Fig. 2. 4MSOB-ITC is degraded by the fungus S. sclerotiorum.

a Quantification of 4MSOB-ITC in A. thaliana plants with and without S. sclerotiorum. Data represent mean ± SEM (n = 4 inoculated plants) and were analyzed by a Kruskal–Wallis rank sum test (p < 0.01) followed by a Games–Howell post-hoc test. Different letters above the bars indicate significant differences at p < 0.05. b Quantification of 4MSOB-ITC in fungal cultures during a time course. Twenty-five micromolar 4MSOB-ITC was used for each fungal culture.
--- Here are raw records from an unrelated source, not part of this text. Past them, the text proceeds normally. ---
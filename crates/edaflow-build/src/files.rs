//! Input file classification
//!
//! Every flow starts by sorting the supplied files into roles. Each variant
//! declares a [`RoleRule`] table mapping `file_type` tags onto roles; tags with
//! no rule are passed through untouched in the unused bucket so the caller can
//! hand them on to whatever consumes the flow's outputs.

use crate::error::{BuildError, BuildResult};
use serde::{Deserialize, Serialize};
use std::collections::BTreeMap;
use std::fmt;

/// A tagged input file
#[derive(Debug, Clone, PartialEq, Eq, Hash, Serialize, Deserialize)]
pub struct InputFile {
    /// Path to the file, as it should appear on the command line
    pub name: String,
    /// Type tag (e.g. `jsonNetlist`, `PCF`, `verilogSource`)
    pub file_type: String,
}

impl InputFile {
    /// Create a new input file
    pub fn new(name: impl Into<String>, file_type: impl Into<String>) -> Self {
        Self {
            name: name.into(),
            file_type: file_type.into(),
        }
    }
}

/// Constraint file formats understood by the supported toolchains
#[derive(Debug, Clone, Copy, PartialEq, Eq, PartialOrd, Ord, Hash, Serialize, Deserialize)]
pub enum ConstraintFormat {
    /// Gowin physical constraints
    Cst,
    /// Lattice preference file
    Lpf,
    /// Lattice Nexus physical design constraints
    Pdc,
    /// Pin constraint file
    Pcf,
    /// Xilinx design constraints
    Xdc,
    /// Quartus settings file
    Qsf,
    /// Synopsys timing constraints
    Sdc,
}

impl ConstraintFormat {
    /// Command line flag nextpnr uses for this format
    pub fn nextpnr_flag(&self) -> &'static str {
        match self {
            Self::Cst => "--cst",
            Self::Lpf => "--lpf",
            Self::Pdc => "--pdc",
            Self::Pcf => "--pcf",
            Self::Xdc => "--xdc",
            Self::Qsf => "--qsf",
            Self::Sdc => "--sdc",
        }
    }
}

impl fmt::Display for ConstraintFormat {
    fn fmt(&self, f: &mut fmt::Formatter<'_>) -> fmt::Result {
        match self {
            Self::Cst => write!(f, "CST"),
            Self::Lpf => write!(f, "LPF"),
            Self::Pdc => write!(f, "PDC"),
            Self::Pcf => write!(f, "PCF"),
            Self::Xdc => write!(f, "XDC"),
            Self::Qsf => write!(f, "QSF"),
            Self::Sdc => write!(f, "SDC"),
        }
    }
}

/// Netlist formats accepted by place-and-route
#[derive(Debug, Clone, Copy, PartialEq, Eq, PartialOrd, Ord, Hash, Serialize, Deserialize)]
pub enum NetlistFormat {
    /// Yosys JSON netlist
    Json,
    /// FPGA interchange logical netlist
    Interchange,
}

impl NetlistFormat {
    /// The `file_type` tag for this format
    pub fn file_type(&self) -> &'static str {
        match self {
            Self::Json => "jsonNetlist",
            Self::Interchange => "fpgaInterchangeNetlist",
        }
    }
}

impl fmt::Display for NetlistFormat {
    fn fmt(&self, f: &mut fmt::Formatter<'_>) -> fmt::Result {
        match self {
            Self::Json => write!(f, "JSON netlist"),
            Self::Interchange => write!(f, "FPGA interchange netlist"),
        }
    }
}

/// HDL source languages
#[derive(Debug, Clone, Copy, PartialEq, Eq, PartialOrd, Ord, Hash, Serialize, Deserialize)]
pub enum HdlLanguage {
    Verilog,
    Vhdl,
}

/// The logical purpose a file serves within a flow
#[derive(Debug, Clone, Copy, PartialEq, Eq, PartialOrd, Ord, Hash, Serialize, Deserialize)]
pub enum Role {
    Constraints(ConstraintFormat),
    Netlist(NetlistFormat),
    HdlSource(HdlLanguage),
    /// Place-and-route chip database (`.bba`/`.bin`)
    ChipDb,
    /// FPGA interchange device resources
    DeviceResources,
    /// VPR routing resource graph
    RoutingGraph,
    /// VPR grid map
    PlacementGrid,
    /// Cap'n Proto schema directory marker
    Schema,
}

impl fmt::Display for Role {
    fn fmt(&self, f: &mut fmt::Formatter<'_>) -> fmt::Result {
        match self {
            Self::Constraints(format) => write!(f, "{} constraint", format),
            Self::Netlist(format) => write!(f, "{}", format),
            Self::HdlSource(HdlLanguage::Verilog) => write!(f, "Verilog source"),
            Self::HdlSource(HdlLanguage::Vhdl) => write!(f, "VHDL source"),
            Self::ChipDb => write!(f, "chip database"),
            Self::DeviceResources => write!(f, "device resources"),
            Self::RoutingGraph => write!(f, "routing resource graph"),
            Self::PlacementGrid => write!(f, "VPR grid"),
            Self::Schema => write!(f, "capnp schema"),
        }
    }
}

/// How many files a role can hold
#[derive(Debug, Clone, Copy, PartialEq, Eq)]
pub enum Slot {
    /// At most one file
    Single,
    /// Any number of files, in supply order
    Many,
}

/// One row of a variant's classification table
#[derive(Debug, Clone, Copy, PartialEq, Eq)]
pub struct RoleRule {
    pub file_type: &'static str,
    pub role: Role,
    pub slot: Slot,
}

impl RoleRule {
    pub const fn single(file_type: &'static str, role: Role) -> Self {
        Self {
            file_type,
            role,
            slot: Slot::Single,
        }
    }

    pub const fn many(file_type: &'static str, role: Role) -> Self {
        Self {
            file_type,
            role,
            slot: Slot::Many,
        }
    }
}

/// Result of classifying a set of input files
#[derive(Debug, Clone, Default, PartialEq, Eq)]
pub struct RoleAssignment {
    assigned: BTreeMap<Role, Vec<InputFile>>,
    unused: Vec<InputFile>,
}

impl RoleAssignment {
    /// The file assigned to a role, if any
    pub fn single(&self, role: Role) -> Option<&InputFile> {
        self.assigned.get(&role).and_then(|files| files.first())
    }

    /// All files assigned to a role, in supply order
    pub fn many(&self, role: Role) -> &[InputFile] {
        self.assigned.get(&role).map(Vec::as_slice).unwrap_or(&[])
    }

    /// File names assigned to a role, in supply order
    pub fn names(&self, role: Role) -> Vec<&str> {
        self.many(role).iter().map(|f| f.name.as_str()).collect()
    }

    pub fn contains(&self, role: Role) -> bool {
        !self.many(role).is_empty()
    }

    /// Roles that received at least one file
    pub fn roles(&self) -> impl Iterator<Item = Role> + '_ {
        self.assigned.keys().copied()
    }

    /// Files whose type tag had no rule in the table
    pub fn unused(&self) -> &[InputFile] {
        &self.unused
    }

    /// Total number of classified files, unused included
    pub fn len(&self) -> usize {
        self.assigned.values().map(Vec::len).sum::<usize>() + self.unused.len()
    }

    pub fn is_empty(&self) -> bool {
        self.len() == 0
    }
}

/// Buckets input files into roles according to a rule table
#[derive(Debug, Clone, Copy)]
pub struct FileClassifier {
    rules: &'static [RoleRule],
}

impl FileClassifier {
    pub fn new(rules: &'static [RoleRule]) -> Self {
        Self { rules }
    }

    fn rule_for(&self, file_type: &str) -> Option<&RoleRule> {
        self.rules.iter().find(|rule| rule.file_type == file_type)
    }

    /// Classify files in supply order
    ///
    /// Fails with [`BuildError::DuplicateAssignment`] as soon as a second file
    /// lands in a [`Slot::Single`] role.
    pub fn classify(&self, files: &[InputFile]) -> BuildResult<RoleAssignment> {
        let mut assignment = RoleAssignment::default();

        for file in files {
            let Some(rule) = self.rule_for(&file.file_type) else {
                assignment.unused.push(file.clone());
                continue;
            };

            let slot = assignment.assigned.entry(rule.role).or_default();
            if rule.slot == Slot::Single {
                if let Some(first) = slot.first() {
                    return Err(BuildError::DuplicateAssignment {
                        role: rule.role.to_string(),
                        first: first.name.clone(),
                        second: file.name.clone(),
                    });
                }
            }
            slot.push(file.clone());
        }

        tracing::debug!(
            assigned = assignment.len() - assignment.unused.len(),
            unused = assignment.unused.len(),
            "classified input files"
        );

        Ok(assignment)
    }
}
Data were analyzed by a linear regression (R² = 0.94, p < 0.001). Quantification of c 4MSOB-ITC mercapturic acid pathway conjugates, and d 4MSOB-ITC hydrolytic degradation products 4MSOB-amine and 4MSOB-acetamide, in the fungus-inoculated liquid medium supplemented with 4MSOB-ITC. Data represent mean ± SEM (n = 3 independent fungal cultures) and were analyzed by one-way ANOVA (p < 0.001) followed by Tukey’s post-hoc test. Different letters above the bars indicate significant differences at p < 0.05. e Proposed pathways for the degradation of 4MSOB-ITC by S. sclerotiorum. 4MSOB-ITC, 4-methylsulfinylbutyl isothiocyanate; 4MSOB-GSH, 4MSOB-ITC glutathione conjugate; 4MSOB-CG, 4MSOB-ITC cysteinylglycine conjugate; 4MSOB-CYS, 4MSOB-ITC cysteine conjugate; 4MSOB-NAC, 4MSOB-ITC N-acetylcysteine conjugate; 4MSOB-amine, 4-methylsulfinylbutylamine; 4MSOB-acetamide, 4-methylsulfinylbutylacetamide. Source data are provided as a Source data file.